Look through the records and copy each line that has "anywhere" in it.

BEGIN Data for this task

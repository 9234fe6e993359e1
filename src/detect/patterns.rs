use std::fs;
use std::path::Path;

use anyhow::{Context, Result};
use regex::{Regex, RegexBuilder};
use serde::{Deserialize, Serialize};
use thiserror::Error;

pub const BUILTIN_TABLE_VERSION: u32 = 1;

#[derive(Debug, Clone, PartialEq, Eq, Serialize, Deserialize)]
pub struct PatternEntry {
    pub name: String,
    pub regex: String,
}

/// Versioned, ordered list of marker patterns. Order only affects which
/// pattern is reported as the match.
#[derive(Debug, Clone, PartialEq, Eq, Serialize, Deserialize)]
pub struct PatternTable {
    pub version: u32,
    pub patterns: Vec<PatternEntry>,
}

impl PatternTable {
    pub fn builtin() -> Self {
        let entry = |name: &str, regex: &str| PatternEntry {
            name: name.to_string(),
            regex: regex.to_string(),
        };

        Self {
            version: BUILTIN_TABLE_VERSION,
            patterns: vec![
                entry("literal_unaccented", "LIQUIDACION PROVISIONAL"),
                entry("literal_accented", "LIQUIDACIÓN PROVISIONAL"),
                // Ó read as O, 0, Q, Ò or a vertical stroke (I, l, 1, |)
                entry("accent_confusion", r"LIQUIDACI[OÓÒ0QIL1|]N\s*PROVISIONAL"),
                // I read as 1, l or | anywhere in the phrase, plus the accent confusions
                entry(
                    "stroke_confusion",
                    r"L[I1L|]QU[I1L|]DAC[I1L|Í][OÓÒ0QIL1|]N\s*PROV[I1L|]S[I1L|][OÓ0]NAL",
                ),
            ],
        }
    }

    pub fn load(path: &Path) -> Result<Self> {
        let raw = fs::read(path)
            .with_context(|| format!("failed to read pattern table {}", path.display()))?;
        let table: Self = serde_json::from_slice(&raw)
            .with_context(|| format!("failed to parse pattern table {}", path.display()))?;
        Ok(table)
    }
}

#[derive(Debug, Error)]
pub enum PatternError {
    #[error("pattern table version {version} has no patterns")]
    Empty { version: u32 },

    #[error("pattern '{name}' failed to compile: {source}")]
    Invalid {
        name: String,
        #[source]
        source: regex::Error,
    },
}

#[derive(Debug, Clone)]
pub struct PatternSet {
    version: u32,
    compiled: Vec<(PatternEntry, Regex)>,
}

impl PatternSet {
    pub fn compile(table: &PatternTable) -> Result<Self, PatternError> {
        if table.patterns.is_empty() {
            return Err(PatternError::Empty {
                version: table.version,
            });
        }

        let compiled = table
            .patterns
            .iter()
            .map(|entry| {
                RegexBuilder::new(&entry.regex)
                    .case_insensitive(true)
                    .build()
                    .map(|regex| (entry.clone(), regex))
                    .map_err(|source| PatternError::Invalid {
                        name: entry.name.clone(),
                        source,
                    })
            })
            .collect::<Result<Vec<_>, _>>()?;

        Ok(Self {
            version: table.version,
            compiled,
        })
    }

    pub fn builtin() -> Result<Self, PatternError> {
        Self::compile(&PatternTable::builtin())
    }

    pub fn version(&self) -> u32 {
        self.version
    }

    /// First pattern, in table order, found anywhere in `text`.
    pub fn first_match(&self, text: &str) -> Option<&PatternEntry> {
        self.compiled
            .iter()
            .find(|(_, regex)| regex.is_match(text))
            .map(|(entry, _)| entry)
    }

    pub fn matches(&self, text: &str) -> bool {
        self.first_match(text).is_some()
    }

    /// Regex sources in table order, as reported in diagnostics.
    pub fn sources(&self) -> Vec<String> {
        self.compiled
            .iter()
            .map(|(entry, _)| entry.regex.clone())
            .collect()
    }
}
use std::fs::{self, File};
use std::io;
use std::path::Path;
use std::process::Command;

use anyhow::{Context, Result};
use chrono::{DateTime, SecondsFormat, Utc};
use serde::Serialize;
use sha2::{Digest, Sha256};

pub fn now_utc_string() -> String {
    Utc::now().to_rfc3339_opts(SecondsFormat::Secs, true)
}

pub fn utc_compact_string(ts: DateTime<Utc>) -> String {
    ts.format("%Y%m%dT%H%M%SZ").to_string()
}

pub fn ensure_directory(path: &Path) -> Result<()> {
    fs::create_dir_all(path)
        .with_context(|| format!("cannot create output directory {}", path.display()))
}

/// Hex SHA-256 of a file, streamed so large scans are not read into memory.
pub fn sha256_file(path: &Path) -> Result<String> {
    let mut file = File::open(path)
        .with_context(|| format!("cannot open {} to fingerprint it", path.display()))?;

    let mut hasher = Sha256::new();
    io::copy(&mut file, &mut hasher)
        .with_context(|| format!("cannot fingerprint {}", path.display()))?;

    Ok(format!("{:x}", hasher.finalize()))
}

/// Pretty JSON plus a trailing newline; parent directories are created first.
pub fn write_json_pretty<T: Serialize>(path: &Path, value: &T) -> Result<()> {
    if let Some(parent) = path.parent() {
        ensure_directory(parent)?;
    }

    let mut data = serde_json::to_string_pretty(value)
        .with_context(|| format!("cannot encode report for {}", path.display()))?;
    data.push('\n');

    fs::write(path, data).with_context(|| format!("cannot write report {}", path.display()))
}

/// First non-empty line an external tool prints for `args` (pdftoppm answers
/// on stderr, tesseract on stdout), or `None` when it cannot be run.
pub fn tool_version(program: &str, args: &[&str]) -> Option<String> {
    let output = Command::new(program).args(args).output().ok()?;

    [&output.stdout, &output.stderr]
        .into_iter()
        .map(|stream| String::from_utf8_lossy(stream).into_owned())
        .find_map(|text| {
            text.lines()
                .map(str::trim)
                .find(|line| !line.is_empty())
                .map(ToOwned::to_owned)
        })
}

END Data for this task
BEGIN Data for this task

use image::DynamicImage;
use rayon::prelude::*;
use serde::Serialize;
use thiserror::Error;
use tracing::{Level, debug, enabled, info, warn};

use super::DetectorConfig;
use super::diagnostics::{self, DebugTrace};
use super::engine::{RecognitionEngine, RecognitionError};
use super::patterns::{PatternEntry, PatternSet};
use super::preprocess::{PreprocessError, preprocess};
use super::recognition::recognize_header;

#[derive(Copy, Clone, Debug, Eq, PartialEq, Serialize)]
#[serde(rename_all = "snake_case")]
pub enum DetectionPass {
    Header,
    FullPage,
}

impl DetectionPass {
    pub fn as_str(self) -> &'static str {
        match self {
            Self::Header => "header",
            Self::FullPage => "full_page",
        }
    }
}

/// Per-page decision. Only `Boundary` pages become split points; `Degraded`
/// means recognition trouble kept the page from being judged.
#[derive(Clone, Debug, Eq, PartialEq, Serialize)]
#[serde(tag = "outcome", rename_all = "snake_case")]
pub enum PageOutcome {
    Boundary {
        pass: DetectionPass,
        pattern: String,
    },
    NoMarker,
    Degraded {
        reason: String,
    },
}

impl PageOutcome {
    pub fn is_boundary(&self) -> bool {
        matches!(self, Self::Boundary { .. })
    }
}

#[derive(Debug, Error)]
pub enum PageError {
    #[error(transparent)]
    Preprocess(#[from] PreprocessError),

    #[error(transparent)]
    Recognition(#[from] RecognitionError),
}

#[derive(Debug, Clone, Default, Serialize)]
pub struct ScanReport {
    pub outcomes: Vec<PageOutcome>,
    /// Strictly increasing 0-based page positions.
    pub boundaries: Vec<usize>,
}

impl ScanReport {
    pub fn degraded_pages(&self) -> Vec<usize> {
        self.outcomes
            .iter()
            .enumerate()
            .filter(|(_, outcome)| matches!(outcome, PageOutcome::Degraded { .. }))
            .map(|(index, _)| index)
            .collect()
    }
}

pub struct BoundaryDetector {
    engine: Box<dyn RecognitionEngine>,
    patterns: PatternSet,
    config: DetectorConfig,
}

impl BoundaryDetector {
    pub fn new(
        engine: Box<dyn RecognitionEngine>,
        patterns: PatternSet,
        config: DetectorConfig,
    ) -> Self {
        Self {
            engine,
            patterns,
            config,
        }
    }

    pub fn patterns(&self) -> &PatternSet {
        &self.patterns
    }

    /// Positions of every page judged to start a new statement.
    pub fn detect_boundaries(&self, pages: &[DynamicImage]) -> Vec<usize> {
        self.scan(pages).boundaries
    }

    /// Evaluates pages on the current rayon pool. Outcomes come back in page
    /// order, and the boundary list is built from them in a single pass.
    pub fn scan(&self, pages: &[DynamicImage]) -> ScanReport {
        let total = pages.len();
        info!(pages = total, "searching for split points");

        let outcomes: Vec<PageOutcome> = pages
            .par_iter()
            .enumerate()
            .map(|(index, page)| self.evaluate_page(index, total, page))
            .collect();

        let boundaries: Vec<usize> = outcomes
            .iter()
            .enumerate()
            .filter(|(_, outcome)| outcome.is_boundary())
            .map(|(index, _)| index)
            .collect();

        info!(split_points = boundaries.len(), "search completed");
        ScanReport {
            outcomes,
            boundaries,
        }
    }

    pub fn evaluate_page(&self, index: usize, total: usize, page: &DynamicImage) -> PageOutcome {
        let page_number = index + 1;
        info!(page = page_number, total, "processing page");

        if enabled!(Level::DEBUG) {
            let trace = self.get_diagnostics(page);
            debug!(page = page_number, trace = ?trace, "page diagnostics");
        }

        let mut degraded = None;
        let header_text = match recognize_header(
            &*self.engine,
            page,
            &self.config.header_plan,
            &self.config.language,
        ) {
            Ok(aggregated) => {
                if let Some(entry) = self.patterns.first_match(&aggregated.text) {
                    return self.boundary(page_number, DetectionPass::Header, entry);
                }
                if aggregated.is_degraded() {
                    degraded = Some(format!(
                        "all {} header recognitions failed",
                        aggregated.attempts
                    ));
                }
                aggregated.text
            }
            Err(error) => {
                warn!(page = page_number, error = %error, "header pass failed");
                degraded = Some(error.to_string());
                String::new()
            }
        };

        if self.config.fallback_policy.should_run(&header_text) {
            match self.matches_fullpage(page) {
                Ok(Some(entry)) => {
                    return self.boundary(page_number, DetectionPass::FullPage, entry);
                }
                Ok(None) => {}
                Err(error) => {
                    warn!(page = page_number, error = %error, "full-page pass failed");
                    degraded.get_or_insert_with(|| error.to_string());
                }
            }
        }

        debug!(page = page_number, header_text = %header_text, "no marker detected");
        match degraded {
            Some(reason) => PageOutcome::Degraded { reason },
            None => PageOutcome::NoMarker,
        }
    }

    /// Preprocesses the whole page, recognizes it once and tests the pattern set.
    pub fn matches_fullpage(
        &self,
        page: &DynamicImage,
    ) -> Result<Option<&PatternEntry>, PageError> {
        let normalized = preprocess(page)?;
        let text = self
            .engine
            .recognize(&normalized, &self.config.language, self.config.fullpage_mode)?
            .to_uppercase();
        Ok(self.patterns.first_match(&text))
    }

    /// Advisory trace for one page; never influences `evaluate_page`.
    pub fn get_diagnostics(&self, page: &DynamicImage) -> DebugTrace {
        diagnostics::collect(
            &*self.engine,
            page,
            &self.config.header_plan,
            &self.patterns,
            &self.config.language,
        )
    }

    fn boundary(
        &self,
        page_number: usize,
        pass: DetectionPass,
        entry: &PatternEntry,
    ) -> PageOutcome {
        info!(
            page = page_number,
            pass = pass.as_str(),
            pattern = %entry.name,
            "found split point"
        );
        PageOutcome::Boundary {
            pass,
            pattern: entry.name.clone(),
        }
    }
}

END Data for this task

*Solution to the problem*:
                // I read as 1, l or | anywhere in the phrase, plus the accent confusions
    /// First pattern, in table order, found anywhere in `text`.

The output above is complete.